Comment vous êtes-vous glissée dans la peau d’une call girl ?
J’ai finalement eu assez peu de scènes dans ce registre mais j’ai aimé avoir cette double casquette. C’était assez plaisant car ça m’a forcé à puiser dans un autre registre que j’ai aimé explorer. Call girl, infirmière, maman… on se demande vraiment qui est cette fille. Ça la rend intrigante. Je pense que nous portons tous en nous différentes facettes : certaines ressortent plus ou moins en fonction des situations et des personnes que l’on croise. Et même si elle a vraiment envie de changer de vie, Tiphaine n’arrive pas facilement à mettre un terme à sa relation avec son client régulier car un lien s’est créé entre eux malgré elle. Jouer cette ambiguïté m’intéressait. J’ai parlé avec plusieurs personnes de ce milieu et j’ai le sentiment que son histoire n’est pas si éloignée de la réalité de certaines jeunes femmes. Détail amusant : j’ai pensé que je devais m’entretenir physiquement pour entrer dans la peau d’une call gril. J’ai surveillé mon alimentation, fait du sport… Comme j’ai fait les scènes en corset à la fin du tournage, j’ai dû tenir jusqu’au bout. J’ai pensé que j’allais me jeter sur la nourriture ensuite mais en fait, j’ai juste pris de nouvelles habitudes.
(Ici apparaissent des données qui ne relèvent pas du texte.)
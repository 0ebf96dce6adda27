use std::future::Future;
use std::time::{Duration, Instant};

use tokio::sync::Mutex;
use tracing::error;

use crate::error::PortalError;
use crate::report::AbsenceReport;

/// Single-entry cache for the absence report.
///
/// A report older than the refresh interval triggers a refresh on the next
/// read, but only one refresh runs at a time; concurrent readers get the
/// stale report (or nothing) instead of waiting. After a failed refresh the
/// portal is left alone for the backoff window.
pub struct ReportCache {
    refresh_interval: Duration,
    error_backoff: Duration,
    state: Mutex<CacheState>,
    refresh_gate: Mutex<()>,
}

#[derive(Default)]
struct CacheState {
    report: Option<AbsenceReport>,
    last_fetch: Option<Instant>,
    last_error: Option<Instant>,
}

#[derive(Debug)]
pub enum ReportOutcome {
    /// A report is available (possibly stale).
    Ready(AbsenceReport),
    /// Refreshes are failing, and no report has ever succeeded.
    Backoff,
    /// No report yet and this request produced none.
    Empty,
}

impl ReportCache {
    pub fn new(refresh_interval: Duration, error_backoff: Duration) -> Self {
        Self {
            refresh_interval,
            error_backoff,
            state: Mutex::new(CacheState::default()),
            refresh_gate: Mutex::new(()),
        }
    }

    /// Serves the cached report, refreshing it via `refresh` when stale.
    pub async fn get_or_refresh<F, Fut>(&self, refresh: F) -> ReportOutcome
    where
        F: FnOnce() -> Fut,
        Fut: Future<Output = Result<AbsenceReport, PortalError>>,
    {
        let now = Instant::now();

        {
            let state = self.state.lock().await;
            if let Some(failed_at) = state.last_error {
                if now.duration_since(failed_at) < self.error_backoff {
                    return match &state.report {
                        Some(report) => ReportOutcome::Ready(report.clone()),
                        None => ReportOutcome::Backoff,
                    };
                }
            }
        }

        let stale = {
            let state = self.state.lock().await;
            match state.last_fetch {
                Some(fetched_at) if state.report.is_some() => {
                    now.duration_since(fetched_at) > self.refresh_interval
                }
                _ => true,
            }
        };

        if stale {
            // Non-blocking: whoever loses the gate serves what's cached.
            if let Ok(_guard) = self.refresh_gate.try_lock() {
                match refresh().await {
                    Ok(report) => {
                        let mut state = self.state.lock().await;
                        state.report = Some(report);
                        state.last_fetch = Some(Instant::now());
                        state.last_error = None;
                    }
                    Err(err) => {
                        error!("Refreshing the absence report failed: {}", err);
                        let mut state = self.state.lock().await;
                        state.last_error = Some(Instant::now());
                    }
                }
            }
        }

        let state = self.state.lock().await;
        match &state.report {
            Some(report) => ReportOutcome::Ready(report.clone()),
            None => ReportOutcome::Empty,
        }
    }
}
Depuis, je mange sainement !

Avez-vous regardé la version originale dont «H24» est inspirée ?
Au départ, je ne voulais pas car j’avais peur d’être influencée mais j’ai fini par craquer ! En termes d’histoire, c’est assez fidèle. Mais l’atmosphère est très différente. La version finlandaise a un côté nordique, un peu froid. J’ai beaucoup aimé les intrigues et les personnages. Au final, regarder la version originale ne m’a pas perturbée.

Quels souvenirs conservez-vous du tournage ?
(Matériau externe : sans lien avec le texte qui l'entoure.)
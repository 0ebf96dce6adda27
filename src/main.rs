use std::net::SocketAddr;
use std::sync::Arc;
use std::time::Duration;

use axum::body::Body;
use axum::error_handling::HandleErrorLayer;
use axum::extract::{ConnectInfo, Extension};
use axum::http::{header, HeaderValue, Request};
use axum::middleware::{from_fn, Next};
use axum::response::{IntoResponse, Response};
use axum::routing::get;
use axum::{BoxError, Router};
use tower::timeout::error::Elapsed;
use tower::ServiceBuilder;
use tower_http::catch_panic::CatchPanicLayer;
use tower_http::cors::{Any, CorsLayer};
use tower_http::set_header::SetResponseHeaderLayer;
use tower_http::trace::TraceLayer;
use tracing::{info, Span};
use tracing_subscriber::EnvFilter;

use absentia::api_constants;
use absentia::cache::ReportCache;
use absentia::config::{self, Credentials, PortalEndpoints, RefreshSettings};
use absentia::error::ApiError;
use absentia::handlers::{self, BUILD_VERSION};
use absentia::limits::RequestRateLimiter;
use absentia::portal::PortalClient;
use absentia::AppState;

/// Maximum time any request can take before being terminated.
/// Applies to: all routes. A cold /absences request walks the portal login
/// plus four API calls, each with its own 10s upstream timeout, so this sits
/// above the worst-case chain rather than at interactive latency.
const GLOBAL_REQUEST_TIMEOUT: Duration = Duration::from_secs(90);

/// Maximum requests per IP address per minute.
/// Applies to: all requests from a single peer address.
/// Heavy user estimate: a dashboard polling /absences every few seconds plus
/// health checks stays well under 60/minute. 240 provides ample headroom.
const GLOBAL_RATE_LIMIT_PER_MINUTE: u64 = 240;

/// Window duration for per-IP rate limiting (used with GLOBAL_RATE_LIMIT_PER_MINUTE).
const RATE_LIMIT_WINDOW: Duration = Duration::from_secs(60);

#[tokio::main]
async fn main() -> anyhow::Result<()> {
    tracing_subscriber::fmt()
        .with_env_filter(EnvFilter::from_default_env().add_directive("absentia=debug".parse()?))
        .init();

    info!("Starting absence service");

    let credentials = Credentials::from_env()?;
    let endpoints = PortalEndpoints::from_env();
    let refresh = RefreshSettings::from_env()?;

    let portal = PortalClient::new(endpoints)?;
    let cache = ReportCache::new(refresh.refresh_interval, refresh.error_backoff);

    let state = AppState {
        portal: Arc::new(portal),
        credentials: Arc::new(credentials),
        cache: Arc::new(cache),
    };

    let cors = CorsLayer::new()
        .allow_origin(Any)
        .allow_methods(Any)
        .allow_headers(Any)
        .expose_headers([header::HeaderName::from_static("x-build-version")]);

    let build_version_header = SetResponseHeaderLayer::if_not_present(
        header::HeaderName::from_static("x-build-version"),
        HeaderValue::from_static(BUILD_VERSION),
    );

    let rate_limiter = RequestRateLimiter::new(GLOBAL_RATE_LIMIT_PER_MINUTE, RATE_LIMIT_WINDOW);

    let app = Router::new()
        .route(api_constants::HEALTH_ROUTE, get(handlers::health_check))
        .route(api_constants::VERSION_ROUTE, get(handlers::version_info))
        .route(api_constants::ABSENCES_ROUTE, get(handlers::get_absences))
        .layer(from_fn(enforce_rate_limit))
        .layer(build_version_header)
        .layer(cors)
        .layer(
            TraceLayer::new_for_http()
                .make_span_with(make_request_span)
                .on_request(on_request)
                .on_response(on_response),
        )
        .layer(from_fn(record_client_ip))
        .layer(Extension(rate_limiter))
        .layer(CatchPanicLayer::new())
        .layer(
            ServiceBuilder::new()
                .layer(HandleErrorLayer::new(handle_layer_error))
                .timeout(GLOBAL_REQUEST_TIMEOUT)
                .into_inner(),
        )
        .with_state(state);

    let port = config::parse_port()?;
    let addr = SocketAddr::from(([0, 0, 0, 0], port));
    info!("Listening on {}", addr);

    let listener = tokio::net::TcpListener::bind(addr).await?;
    axum::serve(
        listener,
        app.into_make_service_with_connect_info::<SocketAddr>(),
    )
    .await?;

    Ok(())
}

async fn handle_layer_error(err: BoxError) -> ApiError {
    if err.is::<Elapsed>() {
        ApiError::service_unavailable("Request timed out")
    } else {
        ApiError::internal("Request failed")
    }
}

async fn enforce_rate_limit(
    Extension(limiter): Extension<RequestRateLimiter>,
    ConnectInfo(peer_addr): ConnectInfo<SocketAddr>,
    req: Request<Body>,
    next: Next,
) -> Response {
    let client_key = peer_addr.ip().to_string();
    if limiter.try_acquire(&client_key) {
        next.run(req).await
    } else {
        ApiError::too_many_requests("Too many requests").into_response()
    }
}

async fn record_client_ip(
    ConnectInfo(peer_addr): ConnectInfo<SocketAddr>,
    mut req: Request<Body>,
    next: Next,
) -> Response {
    req.extensions_mut().insert(peer_addr.ip().to_string());
    next.run(req).await
}

fn extract_ip_for_logging<B>(req: &Request<B>) -> String {
    if let Some(ip) = req.extensions().get::<String>() {
        return ip.clone();
    }

    "unknown".to_string()
}

fn make_request_span<B>(req: &Request<B>) -> Span {
    let method = req.method();
    let path = req.uri().path();
    let query = req.uri().query();
    let full_path = if let Some(q) = query {
        format!("{path}?{q}")
    } else {
        path.to_string()
    };

    let client_ip = extract_ip_for_logging(req);

    tracing::info_span!(
        "http_request",
        method = %method,
        path = %full_path,
        ip = %client_ip
    )
}

fn on_request<B>(req: &Request<B>, _span: &Span) {
    let method = req.method();
    let path = req.uri().path();
    let query = req.uri().query();
    let full_path = if let Some(q) = query {
        format!("{path}?{q}")
    } else {
        path.to_string()
    };

    let client_ip = extract_ip_for_logging(req);
    info!("{} {} from {}", method, full_path, client_ip);
}

fn on_response<B>(response: &Response<B>, latency: Duration, _span: &Span) {
    let status = response.status();
    let latency_ms = latency.as_millis();
    info!("Response {} in {}ms", status, latency_ms);
}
J’ai adoré ce tournage. C’était mon premier rôle si important et l’équipe était super. J’étais très heureuse d’être sur le plateau. Au bout d’un moment, l’hôpital est devenu ma deuxième maison ! Avec les autres comédiennes, nous avons eu le temps pour nous trouver. Tout a été assez fluide et nous avons pu jouer une complicité formidable. Je l’avais déjà senti au théâtre mais c’était la première fois en télévision. J’ai été très touchée par Liliane Rovère. Je n’avais pas grand-chose à faire à part recevoir ce qu’elle me donnait. C’était très inspirant. Ma scène préférée est celle où j’explose contre le docteur Amyot, un très bon chirurgien mais qui se montre parfois brutal avec ses patients ce qui révolte mon personnage. J’ai adoré tout lâcher ! C’est d’ailleurs assez drôle parce que nous avons des rapports assez conflictuels dans la série alors que j’adore son interprète, David Baiot. Mais mon plus grand fou rire reste une scène lunaire avec Pascal Légitimus. Son personnage vient pour un problème pour le moins original !

Florence Coste est actuellement dans la pièce Les passagers de l’aube au théâtre XIII jusqu’au 9 février.